# Lidl goodies about to appear



## Bratwurst (Jan 23, 2009)

Professional they say.... hmmm

Probably good for odd jobs only though. Good price anyway.

http://www.lidl.co.uk/uk/home.nsf/pages/c.o.20091012.p.Professional_Polishing_Cloths.ar11?OpenDocument&resetFilialDaten=1&id=476&zipcode=G53%207TU&city=Renfrewshire&city2=Crookston&street=Crookston%20Road&ar=11&EMID=09500E31980BUUKDHP50V00EBT02T

there's a few other things in the section that others might be into, like the wheel stand for example.

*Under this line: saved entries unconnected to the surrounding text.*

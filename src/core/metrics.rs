// src/core/metrics.rs

//! Prometheus metrics recorded from cluster snapshots.
//!
//! The recorder owns a private registry, so it is built once at startup and shared
//! by reference with the poller and the pull endpoint.

use super::errors::ExporterError;
use super::model::ClusterSnapshot;
use prometheus::{
    CounterVec, GaugeVec, HistogramOpts, HistogramVec, Opts, Registry, TextEncoder,
    exponential_buckets,
};
use std::time::Duration;

const ACCUMULATION_BUCKETS: &[f64] = &[
    0.0, 10.0, 20.0, 50.0, 100.0, 250.0, 1000.0, 5000.0, 10000.0,
];
const RESULT_COUNT_BUCKETS: &[f64] = &[
    0.0, 10.0, 20.0, 50.0, 100.0, 250.0, 500.0, 1000.0, 5000.0, 10000.0, 100000.0, 500000.0,
    1000000.0,
];

/// The exporter's metric families and the registry they are exposed from.
#[derive(Clone)]
pub struct MetricsRecorder {
    registry: Registry,

    // --- Active queries ---
    active_execution_time: HistogramVec,
    active_waiting_time: HistogramVec,
    active_accumulation: HistogramVec,
    active_scan_consistency: CounterVec,

    // --- Completed queries ---
    completed_result_count: HistogramVec,
    completed_result_size: HistogramVec,
    completed_execution_time: HistogramVec,
    completed_waiting_time: HistogramVec,
    completed_primary_index_use: CounterVec,

    // --- Vitals ---
    vitals_completed: GaugeVec,
    vitals_cpu: GaugeVec,

    // --- Exporter self-observation ---
    scrape_duration: HistogramVec,
    monitored_nodes: GaugeVec,
}

impl MetricsRecorder {
    /// Creates every metric family and registers it in a fresh registry.
    pub fn new() -> Result<Self, ExporterError> {
        let registry = Registry::new();
        #[cfg(target_os = "linux")]
        registry.register(Box::new(
            prometheus::process_collector::ProcessCollector::for_self(),
        ))?;

        let duration_buckets = exponential_buckets(1.0, 2.0, 17)?;

        let active_execution_time = histogram(
            &registry,
            "n1ql_active_time_execution",
            "N1QL Current queries execution time",
            duration_buckets.clone(),
            &["cluster", "node", "query_type"],
        )?;
        let active_accumulation = histogram(
            &registry,
            "n1ql_active_accumulated_queries",
            "N1QL Current queries in execution",
            ACCUMULATION_BUCKETS.to_vec(),
            &["cluster", "node"],
        )?;
        let active_waiting_time = histogram(
            &registry,
            "n1ql_active_time_waiting",
            "N1QL Current queries waiting time",
            duration_buckets.clone(),
            &["cluster", "node", "query_type"],
        )?;
        let active_scan_consistency = counter(
            &registry,
            "n1ql_active_consistency",
            "N1QL Current queries by scan consistency",
            &["cluster", "consistency"],
        )?;

        let completed_result_count = histogram(
            &registry,
            "n1ql_completed_result_count",
            "N1QL Number of results per query",
            RESULT_COUNT_BUCKETS.to_vec(),
            &["cluster", "query_type"],
        )?;
        let completed_result_size = histogram(
            &registry,
            "n1ql_completed_result_size",
            "N1QL Response size in bytes",
            exponential_buckets(200.0, 2.5, 15)?,
            &["cluster", "query_type"],
        )?;
        let completed_execution_time = histogram(
            &registry,
            "n1ql_completed_time_execution",
            "N1QL Completed queries execution time",
            duration_buckets.clone(),
            &["cluster", "node", "query_type", "state"],
        )?;
        let completed_waiting_time = histogram(
            &registry,
            "n1ql_completed_time_waiting",
            "N1QL Completed queries waiting time",
            duration_buckets,
            &["cluster", "node", "query_type"],
        )?;
        let completed_primary_index_use = counter(
            &registry,
            "n1ql_completed_primaryindex",
            "N1QL Completed queries that scanned a primary index",
            &["cluster", "query_type"],
        )?;

        let vitals_completed = gauge(
            &registry,
            "n1ql_vitals_completed_queries",
            "N1QL completed queries from vitals",
            &["cluster", "node"],
        )?;
        let vitals_cpu = gauge(
            &registry,
            "n1ql_vitals_cpu_usage",
            "N1QL CPU usage for user/system",
            &["cluster", "node", "space"],
        )?;

        let scrape_duration = histogram(
            &registry,
            "n1ql_exporter_scrape_duration_seconds",
            "Time taken to scrape every query node of a cluster",
            prometheus::DEFAULT_BUCKETS.to_vec(),
            &["cluster"],
        )?;
        let monitored_nodes = gauge(
            &registry,
            "n1ql_exporter_monitored_nodes",
            "Number of query nodes scraped for a cluster",
            &["cluster"],
        )?;

        Ok(Self {
            registry,
            active_execution_time,
            active_waiting_time,
            active_accumulation,
            active_scan_consistency,
            completed_result_count,
            completed_result_size,
            completed_execution_time,
            completed_waiting_time,
            completed_primary_index_use,
            vitals_completed,
            vitals_cpu,
            scrape_duration,
            monitored_nodes,
        })
    }

    /// Records one cluster snapshot. Negative (unparseable) durations are skipped.
    pub fn record(&self, snapshot: &ClusterSnapshot) {
        let cluster = snapshot.cluster_name.as_str();
        self.monitored_nodes
            .with_label_values(&[cluster])
            .set(snapshot.nodes.len() as f64);

        for node_snapshot in &snapshot.nodes {
            let node = node_snapshot.node.as_str();

            for query in &node_snapshot.active {
                let query_type = query.query_type.as_str();
                observe_duration(
                    &self.active_execution_time,
                    &[cluster, node, query_type],
                    query.execution_ms,
                );
                observe_duration(
                    &self.active_waiting_time,
                    &[cluster, node, query_type],
                    query.waiting_ms,
                );
                self.active_scan_consistency
                    .with_label_values(&[cluster, query.scan_consistency.as_str()])
                    .inc();
            }
            self.active_accumulation
                .with_label_values(&[cluster, node])
                .observe(node_snapshot.active.len() as f64);

            for query in &node_snapshot.completed {
                let query_type = query.query_type.as_str();
                self.completed_result_count
                    .with_label_values(&[cluster, query_type])
                    .observe(query.result_count as f64);
                self.completed_result_size
                    .with_label_values(&[cluster, query_type])
                    .observe(query.result_size as f64);
                observe_duration(
                    &self.completed_execution_time,
                    &[cluster, node, query_type, query.state.as_str()],
                    query.execution_ms,
                );
                observe_duration(
                    &self.completed_waiting_time,
                    &[cluster, node, query_type],
                    query.waiting_ms,
                );
                if query.used_primary_index() {
                    self.completed_primary_index_use
                        .with_label_values(&[cluster, query_type])
                        .inc();
                }
            }

            let vitals = &node_snapshot.vitals;
            self.vitals_completed
                .with_label_values(&[cluster, node])
                .set(vitals.completed_count as f64);
            self.vitals_cpu
                .with_label_values(&[cluster, node, "user"])
                .set(vitals.cpu_user);
            self.vitals_cpu
                .with_label_values(&[cluster, node, "system"])
                .set(vitals.cpu_system);
        }
    }

    /// Records how long a full cluster scrape took.
    pub fn observe_scrape_duration(&self, cluster: &str, elapsed: Duration) {
        self.scrape_duration
            .with_label_values(&[cluster])
            .observe(elapsed.as_secs_f64());
    }

    /// Encodes every registered metric in the Prometheus text format.
    pub fn gather(&self) -> Result<String, ExporterError> {
        let encoder = TextEncoder::new();
        Ok(encoder.encode_to_string(&self.registry.gather())?)
    }
}

fn observe_duration(histogram: &HistogramVec, labels: &[&str], millis: i64) {
    if millis >= 0 {
        histogram.with_label_values(labels).observe(millis as f64);
    }
}

fn histogram(
    registry: &Registry,
    name: &str,
    help: &str,
    buckets: Vec<f64>,
    labels: &[&str],
) -> Result<HistogramVec, ExporterError> {
    let vec = HistogramVec::new(HistogramOpts::new(name, help).buckets(buckets), labels)?;
    registry.register(Box::new(vec.clone()))?;
    Ok(vec)
}

fn counter(
    registry: &Registry,
    name: &str,
    help: &str,
    labels: &[&str],
) -> Result<CounterVec, ExporterError> {
    let vec = CounterVec::new(Opts::new(name, help), labels)?;
    registry.register(Box::new(vec.clone()))?;
    Ok(vec)
}

fn gauge(
    registry: &Registry,
    name: &str,
    help: &str,
    labels: &[&str],
) -> Result<GaugeVec, ExporterError> {
    let vec = GaugeVec::new(Opts::new(name, help), labels)?;
    registry.register(Box::new(vec.clone()))?;
    Ok(vec)
}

Anyway, in shops next Monday - the 12th.


----------



## yetizone (Jun 25, 2008)

*Lidl Car Accessories Promo: 12/10/09*

Thought this may be of use... :thumb:

http://www.lidl.co.uk/uk/home.nsf/p...n Way&ar=7&EMID=09500E31980AA6E22P50V00FHG2LS


----------



## mwbpsx (Jun 23, 2006)

Boot organiser looks ok :thumb:


----------



## yetizone (Jun 25, 2008)

mwbpsx said:


> Boot organiser looks ok :thumb:


Agreed - I'll have a mosey on down and check one out :thumb:


----------



## David (Apr 6, 2006)

LIDL's screenwash (W5) and their anti-freeze are good


----------



## cjm (Mar 4, 2009)

thats handy i'm looking for some kind of boot tidy, i saw 1 in halfrauds but they wanted £15 for it


----------



## ajc347 (Feb 4, 2009)

Anyone have any experience of using the W5 Insect Remover or the Wheel Rim Cleaner?


----------



## kenny wilson (Oct 28, 2008)

Dunno about the bug spray, but I swear by the W5 aerosol bird poo remover, it's a great product, comes out like shaving foam and, as ever, cheap as chips :thumb:


----------



## jerry318 (Feb 16, 2006)

David said:


> LIDL's screenwash (W5) and their anti-freeze are good


Yep and lasts for ages:thumb:


----------



## gmangt4 (Jun 15, 2008)

ajc347 said:


> Anyone have any experience of using the W5 Insect Remover or the Wheel Rim Cleaner?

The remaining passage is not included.